At Barnes Wendling, our Real Estate and Construction Group have helped our clients structure hundreds of commercial real estate deals. Many real estate investors have sought our advice after the deal was completed. We have seen investors make many mistakes. Here are the most common.

Working with professionals who don’t specialize in the industry.Real estate is a sector with its own language and peculiarities, so it is important to include an attorney and a CPA at the beginning of any deal. These professionals can point out common issues and help structure the deal to your best advantage.

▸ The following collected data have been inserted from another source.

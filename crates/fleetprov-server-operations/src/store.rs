// Copyright (c) 2025 Geoffrey Huntley <ghuntley@ghuntley.com>. All rights reserved.
// SPDX-License-Identifier: Proprietary

use std::collections::HashMap;
use std::time::Duration;

use chrono::Utc;
use parking_lot::RwLock;
use tokio::sync::watch;
use tokio::time::Instant;
use tracing::{debug, info, instrument, warn};
use uuid::Uuid;

use crate::error::{OperationError, Result};
use crate::types::{Operation, OperationCounts, OperationState, StructuredOperationError};

const NAME_PREFIX: &str = "operations/";

struct Entry {
	tx: watch::Sender<Operation>,
	finished_at: Option<Instant>,
}

/// In-memory operation registry.
///
/// Each operation is held in a `watch` channel so waiters are woken on the
/// terminal write without polling.
#[derive(Default)]
pub struct OperationStore {
	entries: RwLock<HashMap<String, Entry>>,
}

impl OperationStore {
	pub fn new() -> Self {
		Self::default()
	}

	/// Allocate a new pending operation and return its name.
	pub fn new_operation(&self, metadata: Option<serde_json::Value>) -> String {
		let name = format!("{NAME_PREFIX}{}", Uuid::new_v4());
		let (tx, _) = watch::channel(Operation::new(name.clone(), metadata));
		self.entries.write().insert(
			name.clone(),
			Entry {
				tx,
				finished_at: None,
			},
		);
		debug!(operation = %name, "operation created");
		name
	}

	pub fn mark_running(&self, name: &str) -> Result<()> {
		self.transition(name, |op| {
			op.state = OperationState::Running;
		})
	}

	/// Deposit a success payload. Fails if the operation is already terminal.
	#[instrument(skip(self, payload))]
	pub fn set_result(&self, name: &str, payload: serde_json::Value) -> Result<()> {
		self.transition(name, |op| {
			op.state = OperationState::Succeeded;
			op.done = true;
			op.result = Some(payload);
		})?;
		info!(operation = %name, "operation succeeded");
		Ok(())
	}

	/// Deposit a structured error. Fails if the operation is already terminal.
	#[instrument(skip(self, error), fields(reason = %error.reason))]
	pub fn set_error(&self, name: &str, error: StructuredOperationError) -> Result<()> {
		self.transition(name, |op| {
			op.state = OperationState::Failed;
			op.done = true;
			op.error = Some(error);
		})?;
		info!(operation = %name, "operation failed");
		Ok(())
	}

	fn transition(&self, name: &str, apply: impl FnOnce(&mut Operation)) -> Result<()> {
		let mut entries = self.entries.write();
		let entry = entries
			.get_mut(name)
			.ok_or_else(|| OperationError::NotFound(name.to_string()))?;

		let state = entry.tx.borrow().state;
		if state.is_terminal() {
			warn!(operation = %name, %state, "rejecting write to terminal operation");
			return Err(OperationError::AlreadyDone {
				name: name.to_string(),
				state,
			});
		}

		let mut terminal = false;
		entry.tx.send_modify(|op| {
			apply(op);
			op.updated_at = Utc::now();
			terminal = op.state.is_terminal();
		});
		if terminal {
			entry.finished_at = Some(Instant::now());
		}
		Ok(())
	}

	pub fn get(&self, name: &str) -> Result<Operation> {
		self.entries
			.read()
			.get(name)
			.map(|e| e.tx.borrow().clone())
			.ok_or_else(|| OperationError::NotFound(name.to_string()))
	}

	/// Wait until the operation is terminal or `timeout` elapses, then return
	/// the latest snapshot either way.
	#[instrument(skip(self))]
	pub async fn wait(&self, name: &str, timeout: Duration) -> Result<Operation> {
		let mut rx = self
			.entries
			.read()
			.get(name)
			.map(|e| e.tx.subscribe())
			.ok_or_else(|| OperationError::NotFound(name.to_string()))?;

		let waited = tokio::time::timeout(timeout, async {
			rx.wait_for(|op| op.state.is_terminal())
				.await
				.map(|op| op.clone())
		})
		.await;

		match waited {
			Ok(Ok(op)) => Ok(op),
			// Sender dropped: the operation was collected while we waited.
			Ok(Err(_)) => Err(OperationError::NotFound(name.to_string())),
			Err(_) => Ok(rx.borrow().clone()),
		}
	}

	/// Remove terminal operations that finished more than `retention` ago.
	pub fn cleanup_expired(&self, retention: Duration) -> usize {
		let now = Instant::now();
		let mut entries = self.entries.write();
		let before = entries.len();
		entries.retain(|_, e| match e.finished_at {
			Some(finished) => now.duration_since(finished) < retention,
			None => true,
		});
		before - entries.len()
	}

	pub fn counts(&self) -> OperationCounts {
		let entries = self.entries.read();
		let mut counts = OperationCounts::default();
		for entry in entries.values() {
			match entry.tx.borrow().state {
				OperationState::Pending => counts.pending += 1,
				OperationState::Running => counts.running += 1,
				OperationState::Succeeded => counts.succeeded += 1,
				OperationState::Failed => counts.failed += 1,
			}
		}
		counts
	}

	pub fn len(&self) -> usize {
		self.entries.read().len()
	}

	pub fn is_empty(&self) -> bool {
		self.entries.read().is_empty()
	}
}
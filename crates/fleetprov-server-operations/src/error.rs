// Copyright (c) 2025 Geoffrey Huntley <ghuntley@ghuntley.com>. All rights reserved.
// SPDX-License-Identifier: Proprietary

use thiserror::Error;

use crate::types::OperationState;

pub type Result<T> = std::result::Result<T, OperationError>;

#[derive(Error, Debug, PartialEq, Eq)]
pub enum OperationError {
	#[error("operation not found: {0}")]
	NotFound(String),

	#[error("operation {name} is already {state}")]
	AlreadyDone { name: String, state: OperationState },
}
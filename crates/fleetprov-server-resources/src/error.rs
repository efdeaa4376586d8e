// Copyright (c) 2025 Geoffrey Huntley <ghuntley@ghuntley.com>. All rights reserved.
// SPDX-License-Identifier: Proprietary

use thiserror::Error;

pub type Result<T> = std::result::Result<T, ResourceError>;

#[derive(Error, Debug)]
pub enum ResourceError {
	#[error("resource already exists: {0}")]
	AlreadyExists(String),

	#[error("resource not found: {0}")]
	NotFound(String),

	#[error("invalid request: {0}")]
	InvalidRequest(String),

	#[error("failed to close resource {name}: {message}")]
	Close { name: String, message: String },

	#[error("failed to start fake origin server: {0}")]
	Spawn(#[source] std::io::Error),

	#[error("fake origin server did not report a listening port within {0:?}")]
	StartupTimeout(std::time::Duration),

	#[error("fake origin server exited before listening")]
	EarlyExit,

	#[error("wiring error: {0}")]
	Wiring(#[from] fleetprov_server_wiring::WiringError),

	#[error("I/O error: {0}")]
	Io(#[from] std::io::Error),
}
// Copyright (c) 2025 Geoffrey Huntley <ghuntley@ghuntley.com>. All rights reserved.
// SPDX-License-Identifier: Proprietary

use std::collections::HashMap;
use std::sync::Arc;

use async_trait::async_trait;
use parking_lot::Mutex;
use tracing::{info, instrument, warn};
use uuid::Uuid;

use crate::error::{ResourceError, Result};

/// A resource that holds something that must be released explicitly.
#[async_trait]
pub trait Closable: Send + Sync {
	async fn close(&self) -> Result<()>;
}

/// Generate a unique resource name in the `kind` namespace (`kind/<uuid>`).
pub fn generate_name(kind: &str) -> String {
	format!("{kind}/{}", Uuid::new_v4())
}

/// Named registry of live ephemeral resources.
///
/// Removal happens under the lock, so concurrent deletes of the same name
/// see exactly one winner and the resource is closed once.
#[derive(Default)]
pub struct ResourceRegistry {
	resources: Mutex<HashMap<String, Arc<dyn Closable>>>,
}

impl ResourceRegistry {
	pub fn new() -> Self {
		Self::default()
	}

	pub fn create(&self, name: &str, resource: Arc<dyn Closable>) -> Result<()> {
		let mut resources = self.resources.lock();
		if resources.contains_key(name) {
			return Err(ResourceError::AlreadyExists(name.to_string()));
		}
		resources.insert(name.to_string(), resource);
		info!(resource = name, "resource registered");
		Ok(())
	}

	pub fn get(&self, name: &str) -> Option<Arc<dyn Closable>> {
		self.resources.lock().get(name).cloned()
	}

	/// Remove `name` and hand the resource back to the caller.
	pub fn delete(&self, name: &str) -> Result<Arc<dyn Closable>> {
		self.resources
			.lock()
			.remove(name)
			.ok_or_else(|| ResourceError::NotFound(name.to_string()))
	}

	/// Remove `name` and close it. A close failure is returned but the
	/// resource stays unregistered.
	#[instrument(skip(self))]
	pub async fn delete_and_close(&self, name: &str) -> Result<()> {
		let resource = self.delete(name)?;
		resource.close().await.map_err(|e| {
			warn!(resource = name, error = %e, "closing resource failed");
			ResourceError::Close {
				name: name.to_string(),
				message: e.to_string(),
			}
		})?;
		info!(resource = name, "resource closed");
		Ok(())
	}

	/// Close every registered resource. Returns the number that failed.
	#[instrument(skip(self))]
	pub async fn close_all(&self) -> usize {
		let drained: Vec<(String, Arc<dyn Closable>)> = self.resources.lock().drain().collect();
		let mut failures = 0;
		for (name, resource) in drained {
			if let Err(e) = resource.close().await {
				warn!(resource = %name, error = %e, "closing resource during shutdown failed");
				failures += 1;
			}
		}
		failures
	}

	pub fn names(&self) -> Vec<String> {
		let mut names: Vec<String> = self.resources.lock().keys().cloned().collect();
		names.sort();
		names
	}

	pub fn len(&self) -> usize {
		self.resources.lock().len()
	}

	pub fn is_empty(&self) -> bool {
		self.resources.lock().is_empty()
	}
}
// Copyright (c) 2025 Geoffrey Huntley <ghuntley@ghuntley.com>. All rights reserved.
// SPDX-License-Identifier: Proprietary

pub mod exec;
pub mod health;
pub mod operations;
pub mod provision;
pub mod resources;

Choosing the wrong entity structure. Real estate should be placed in a flow-through entity, such as a limited liability company (LLC) or a partnership. Real estate generally appreciates in value, placing it in a C-Corp will cause problems with distributing this appreciated value to the owners. For instance, at the time of sale you will be taxed twice — once as a corporation when you sell and once individually on the dividend of the cash proceeds from the sale. Within an S-Corp, an investor loses the advantage of using the mortgage on the real estate to distribute cash to the investors in excess of cash or property contributed. These tax rules can become very complicated. Flow-through entities such as LLCs allow for greater flexibility in allocating income and distributing profits to the investors.

Conducting “handshake” business. Always have documentation in the form of an operating agreement or partnership agreement, even when dealing with friends and family. In addition to your attorney, have your CPA review the agreement to ensure that it meets critical tax provisions required by the Internal Revenue Code.

Realizing tax consequences too late. Every deal is different, so structuring yours based on a similar one in the marketplace can burn you. Look up front at your individual tax situation and how the new transaction will affect it to maximize tax benefits and minimize costs.

Not planning your exit strategy. Know at the beginning how you will exit the deal if something happens to you or your partners. An attorney can help you structure a buy/sell agreement and advise you about alternatives, including a succession plan to transfer the property to the next generation.